We were out of houses and we
didn't have time to make another trip to look at more. Finally, Shawn
agreed to ask his sister and her husband (who live about 90 minutes from
our new town) to meet our realtor and look at three more houses I had dug up online.
They were kind and generous enough to spend a day and a bunch of gas
for us, and give us their remarks. They were unable to get into one of
the houses... no key could be found.
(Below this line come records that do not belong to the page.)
//! Fleet events for downstream consumers

use serde::Serialize;
use wand_core::ControllerId;

/// Reported fleet state changes. Everything here is informational or
/// locally recovered; none of it escalates past the fleet manager.
#[derive(Debug, Clone, PartialEq, Eq, Serialize)]
#[serde(tag = "kind", rename_all = "snake_case")]
pub enum FleetEvent {
    /// A newly seen device was opened in this slot
    ControllerConnected { id: ControllerId },
    /// A newly seen device refused to open; its slot keeps the device
    /// reserved and the open is retried on a later pass
    ControllerOpenFailed { id: ControllerId, path: String },
    /// Enumeration order shifted and the device's logical id migrated.
    /// Consumers must tolerate this between passes, never within one.
    ControllerMoved { from: ControllerId, to: ControllerId },
    /// An open device was absent from a reconciliation pass
    ControllerVanished { id: ControllerId },
    /// An open device failed a poll read and was closed
    ControllerReadFailed { id: ControllerId },
    /// More devices attached than slots; the excess stays unmanaged
    /// until a slot frees
    CapacityExceeded,
}
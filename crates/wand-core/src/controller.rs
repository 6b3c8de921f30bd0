//! Controller identity and sensor sample types

use serde::{Deserialize, Serialize};

/// Logical controller ID. Equals the index of the slot that currently owns
/// the controller, so it is stable only between reconciliation passes.
#[derive(Debug, Clone, Copy, PartialEq, Eq, Hash, Serialize, Deserialize)]
#[serde(transparent)]
pub struct ControllerId(pub u8);

impl ControllerId {
    pub fn index(self) -> usize {
        self.0 as usize
    }
}

impl std::fmt::Display for ControllerId {
    fn fmt(&self, f: &mut std::fmt::Formatter<'_>) -> std::fmt::Result {
        write!(f, "{}", self.0)
    }
}

/// Buttons of a motion controller, each with a fixed bit index in the
/// published bitmask.
#[derive(Debug, Clone, Copy, PartialEq, Eq, Serialize, Deserialize)]
#[serde(rename_all = "lowercase")]
pub enum Button {
    Triangle = 0,
    Circle = 1,
    Cross = 2,
    Square = 3,
    Select = 4,
    Start = 5,
    Ps = 6,
    Move = 7,
}

impl Button {
    pub const COUNT: usize = 8;

    pub const ALL: [Button; Button::COUNT] = [
        Button::Triangle,
        Button::Circle,
        Button::Cross,
        Button::Square,
        Button::Select,
        Button::Start,
        Button::Ps,
        Button::Move,
    ];

    /// Bit for this button in the frame bitmask
    pub fn bit(self) -> u32 {
        1 << (self as u32)
    }
}

/// Per-button pressed states of one sample
#[derive(Debug, Clone, Copy, Default, PartialEq, Eq)]
pub struct ButtonState([bool; Button::COUNT]);

impl ButtonState {
    pub fn set(&mut self, button: Button, down: bool) {
        self.0[button as usize] = down;
    }

    pub fn is_down(&self, button: Button) -> bool {
        self.0[button as usize]
    }

    /// Assemble the frame bitmask, one bit per pressed button
    pub fn bitmask(&self) -> u32 {
        Button::ALL
            .iter()
            .filter(|b| self.is_down(**b))
            .fold(0, |mask, b| mask | b.bit())
    }
}

/// Orientation quaternion (w, x, y, z)
#[derive(Debug, Clone, Copy, PartialEq, Serialize, Deserialize)]
pub struct Quat {
    pub w: f32,
    pub x: f32,
    pub y: f32,
    pub z: f32,
}

impl Default for Quat {
    fn default() -> Self {
        // Identity rotation
        Self {
            w: 1.0,
            x: 0.0,
            y: 0.0,
            z: 0.0,
        }
    }
}

/// Position vector in the tracking space
#[derive(Debug, Clone, Copy, Default, PartialEq, Serialize, Deserialize)]
pub struct Vec3 {
    pub x: f32,
    pub y: f32,
    pub z: f32,
}

/// Latest decoded sensor state of one controller
#[derive(Debug, Clone, Copy, Default, PartialEq)]
pub struct ControllerSample {
    pub orientation: Quat,
    pub position: Vec3,
    pub buttons: ButtonState,
    /// Trigger value, 0.0 (released) to 1.0 (fully pressed)
    pub trigger: f32,
}

#[cfg(test)]
mod tests {
    use super::*;

    #[test]
    fn test_button_bits_are_distinct() {
        let mut seen = 0u32;
        for button in Button::ALL {
            assert_eq!(seen & button.bit(), 0);
            seen |= button.bit();
        }
        assert_eq!(seen, 0xff);
    }

    #[test]
    fn test_bitmask_assembly() {
        let mut buttons = ButtonState::default();
        assert_eq!(buttons.bitmask(), 0);

        buttons.set(Button::Cross, true);
        buttons.set(Button::Move, true);
        assert_eq!(buttons.bitmask(), Button::Cross.bit() | Button::Move.bit());

        buttons.set(Button::Cross, false);
        assert_eq!(buttons.bitmask(), Button::Move.bit());
    }

    #[test]
    fn test_default_sample_is_identity_pose() {
        let sample = ControllerSample::default();
        assert_eq!(sample.orientation, Quat::default());
        assert_eq!(sample.orientation.w, 1.0);
        assert_eq!(sample.position, Vec3::default());
        assert_eq!(sample.buttons.bitmask(), 0);
        assert_eq!(sample.trigger, 0.0);
    }
}
//! Shared application state for the web surface

use tokio::sync::{broadcast, mpsc, oneshot};
use wand_core::DataFrame;
use wand_fleet::{ControllerStatus, FleetEvent};

use crate::service::FleetCommand;

/// Shared by every HTTP handler and WebSocket session. All fleet access
/// goes through the command channel; the state never touches the slot
/// pool directly.
pub struct AppState {
    pub frames: broadcast::Sender<DataFrame>,
    pub events: broadcast::Sender<FleetEvent>,
    pub commands: mpsc::Sender<FleetCommand>,
}

impl AppState {
    /// Status snapshot fetched from the fleet thread. `None` when the
    /// fleet has shut down.
    pub async fn snapshot(&self) -> Option<Vec<ControllerStatus>> {
        let (reply, rx) = oneshot::channel();
        self.commands
            .send(FleetCommand::Snapshot { reply })
            .await
            .ok()?;
        rx.await.ok()
    }

    pub async fn set_rumble(&self, id: u8, amount: f32) -> Option<bool> {
        let (reply, rx) = oneshot::channel();
        self.commands
            .send(FleetCommand::SetRumble { id, amount, reply })
            .await
            .ok()?;
        rx.await.ok()
    }

    pub async fn reset_pose(&self, id: u8) -> Option<bool> {
        let (reply, rx) = oneshot::channel();
        self.commands
            .send(FleetCommand::ResetPose { id, reply })
            .await
            .ok()?;
        rx.await.ok()
    }

    pub fn subscribe_frames(&self) -> broadcast::Receiver<DataFrame> {
        self.frames.subscribe()
    }

    pub fn subscribe_events(&self) -> broadcast::Receiver<FleetEvent> {
        self.events.subscribe()
    }
}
That left two, and they said the first one was a clear winner over the third one.
So we negotiated for it. And got it. We're waiting to hear about the home inspection now, but this could be the one.
We
sang a song in church yesterday, and this phrase keeps coming back
to me: "We walk by faith and not by sight." We walk by faith
and not by sight. To the place He will show us. Help Thou my unbelief!